▶ _WHAT YOU NEED TO DO_:
The data below holds a line containing "pub struct SpecName(String);" and a line containing "strongly-typed pod version"; please quote exactly those two lines and every line between them, and nothing else.

▶ _PROVIDED DATA_:
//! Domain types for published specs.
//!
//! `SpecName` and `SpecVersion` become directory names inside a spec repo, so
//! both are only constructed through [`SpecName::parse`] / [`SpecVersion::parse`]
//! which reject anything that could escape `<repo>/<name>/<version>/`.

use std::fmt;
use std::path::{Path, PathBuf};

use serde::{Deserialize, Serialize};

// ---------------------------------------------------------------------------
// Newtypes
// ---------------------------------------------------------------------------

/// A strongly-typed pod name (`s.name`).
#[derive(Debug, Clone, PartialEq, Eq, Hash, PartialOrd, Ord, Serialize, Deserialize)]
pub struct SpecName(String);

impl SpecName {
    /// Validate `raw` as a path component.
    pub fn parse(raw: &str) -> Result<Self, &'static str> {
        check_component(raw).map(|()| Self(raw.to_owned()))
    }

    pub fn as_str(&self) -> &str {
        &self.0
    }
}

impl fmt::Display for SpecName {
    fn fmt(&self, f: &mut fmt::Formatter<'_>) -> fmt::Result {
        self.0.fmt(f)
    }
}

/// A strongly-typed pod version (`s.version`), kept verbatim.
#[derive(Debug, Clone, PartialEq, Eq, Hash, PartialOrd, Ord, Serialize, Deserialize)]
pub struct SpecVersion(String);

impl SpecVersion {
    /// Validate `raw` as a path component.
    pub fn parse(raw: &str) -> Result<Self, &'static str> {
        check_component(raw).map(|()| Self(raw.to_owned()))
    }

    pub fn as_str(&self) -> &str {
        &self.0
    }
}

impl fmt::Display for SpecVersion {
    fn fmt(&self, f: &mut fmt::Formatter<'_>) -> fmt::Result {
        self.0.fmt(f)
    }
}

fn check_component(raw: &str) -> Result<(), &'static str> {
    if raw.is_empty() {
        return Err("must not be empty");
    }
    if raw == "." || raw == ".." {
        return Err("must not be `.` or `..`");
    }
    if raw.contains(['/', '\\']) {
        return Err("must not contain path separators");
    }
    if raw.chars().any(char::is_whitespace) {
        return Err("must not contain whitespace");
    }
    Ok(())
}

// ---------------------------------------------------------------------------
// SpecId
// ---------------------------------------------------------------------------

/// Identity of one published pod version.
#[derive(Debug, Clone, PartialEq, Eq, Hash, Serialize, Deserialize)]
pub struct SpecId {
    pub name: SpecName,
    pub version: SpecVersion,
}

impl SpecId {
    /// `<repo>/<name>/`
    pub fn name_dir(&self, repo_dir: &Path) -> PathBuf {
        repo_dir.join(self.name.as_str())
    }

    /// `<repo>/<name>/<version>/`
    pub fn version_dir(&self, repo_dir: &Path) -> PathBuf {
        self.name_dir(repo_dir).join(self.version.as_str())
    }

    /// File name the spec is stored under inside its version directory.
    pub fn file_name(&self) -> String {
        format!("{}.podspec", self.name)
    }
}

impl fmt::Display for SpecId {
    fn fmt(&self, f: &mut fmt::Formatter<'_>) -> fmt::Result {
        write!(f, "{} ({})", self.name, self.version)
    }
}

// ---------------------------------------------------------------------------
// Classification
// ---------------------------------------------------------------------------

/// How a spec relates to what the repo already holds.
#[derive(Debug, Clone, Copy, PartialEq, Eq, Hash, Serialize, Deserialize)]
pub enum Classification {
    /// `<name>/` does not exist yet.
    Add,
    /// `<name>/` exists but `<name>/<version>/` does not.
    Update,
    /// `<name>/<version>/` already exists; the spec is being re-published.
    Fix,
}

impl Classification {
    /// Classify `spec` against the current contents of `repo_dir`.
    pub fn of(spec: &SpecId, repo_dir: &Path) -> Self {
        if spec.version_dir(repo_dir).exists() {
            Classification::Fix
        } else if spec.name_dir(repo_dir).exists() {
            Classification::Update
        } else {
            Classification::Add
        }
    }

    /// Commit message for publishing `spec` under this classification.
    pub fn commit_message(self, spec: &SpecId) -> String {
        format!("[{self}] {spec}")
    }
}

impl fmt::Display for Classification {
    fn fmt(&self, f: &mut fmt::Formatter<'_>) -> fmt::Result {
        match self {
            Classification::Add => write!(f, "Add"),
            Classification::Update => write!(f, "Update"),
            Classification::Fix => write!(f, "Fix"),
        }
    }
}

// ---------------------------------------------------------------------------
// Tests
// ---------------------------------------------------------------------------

▶ _WRITTEN RESPONSE_:
pub struct SpecName(String);

impl SpecName {
    /// Validate `raw` as a path component.
    pub fn parse(raw: &str) -> Result<Self, &'static str> {
        check_component(raw).map(|()| Self(raw.to_owned()))
    }

    pub fn as_str(&self) -> &str {
        &self.0
    }
}

impl fmt::Display for SpecName {
    fn fmt(&self, f: &mut fmt::Formatter<'_>) -> fmt::Result {
        self.0.fmt(f)
    }
}

/// A strongly-typed pod version (`s.version`), kept verbatim.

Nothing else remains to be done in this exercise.